#### SUPPLIED DATA
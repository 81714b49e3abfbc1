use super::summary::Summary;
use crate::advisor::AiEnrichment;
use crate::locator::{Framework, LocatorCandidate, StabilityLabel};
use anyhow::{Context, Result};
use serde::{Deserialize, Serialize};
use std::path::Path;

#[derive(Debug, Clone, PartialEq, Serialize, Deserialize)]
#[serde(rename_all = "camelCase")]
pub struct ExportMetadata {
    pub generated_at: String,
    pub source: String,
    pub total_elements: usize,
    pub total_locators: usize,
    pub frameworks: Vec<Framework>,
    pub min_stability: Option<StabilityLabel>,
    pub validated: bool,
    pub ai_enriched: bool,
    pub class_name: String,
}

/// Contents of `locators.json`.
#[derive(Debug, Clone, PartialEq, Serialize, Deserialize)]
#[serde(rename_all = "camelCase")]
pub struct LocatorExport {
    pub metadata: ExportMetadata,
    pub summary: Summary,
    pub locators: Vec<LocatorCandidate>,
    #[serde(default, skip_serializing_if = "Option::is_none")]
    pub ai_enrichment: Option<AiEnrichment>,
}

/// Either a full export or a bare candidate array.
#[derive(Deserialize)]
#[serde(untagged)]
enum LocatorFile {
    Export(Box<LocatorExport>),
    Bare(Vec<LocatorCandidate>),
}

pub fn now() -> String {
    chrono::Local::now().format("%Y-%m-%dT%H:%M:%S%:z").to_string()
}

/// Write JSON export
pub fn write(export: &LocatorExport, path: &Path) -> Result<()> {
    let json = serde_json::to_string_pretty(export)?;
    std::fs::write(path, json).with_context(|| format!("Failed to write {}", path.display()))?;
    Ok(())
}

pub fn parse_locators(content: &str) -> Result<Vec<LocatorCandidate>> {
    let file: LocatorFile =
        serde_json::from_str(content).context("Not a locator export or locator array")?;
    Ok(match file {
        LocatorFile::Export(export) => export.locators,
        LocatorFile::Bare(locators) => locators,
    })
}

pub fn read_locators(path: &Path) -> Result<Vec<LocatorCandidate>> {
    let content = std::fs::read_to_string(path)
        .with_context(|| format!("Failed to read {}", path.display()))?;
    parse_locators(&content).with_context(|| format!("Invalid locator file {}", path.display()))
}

#### ASSIGNMENT
Taking the lines above, repeat exactly those from the line that contains "pub fn write(export: &LocatorExport, path: &Path)" through the line that contains "pub fn parse_locators(content: &str)", and both of those lines as well. Include nothing else.

#### TASK OUTPUT
pub fn write(export: &LocatorExport, path: &Path) -> Result<()> {
    let json = serde_json::to_string_pretty(export)?;
    std::fs::write(path, json).with_context(|| format!("Failed to write {}", path.display()))?;
    Ok(())
}

pub fn parse_locators(content: &str) -> Result<Vec<LocatorCandidate>> {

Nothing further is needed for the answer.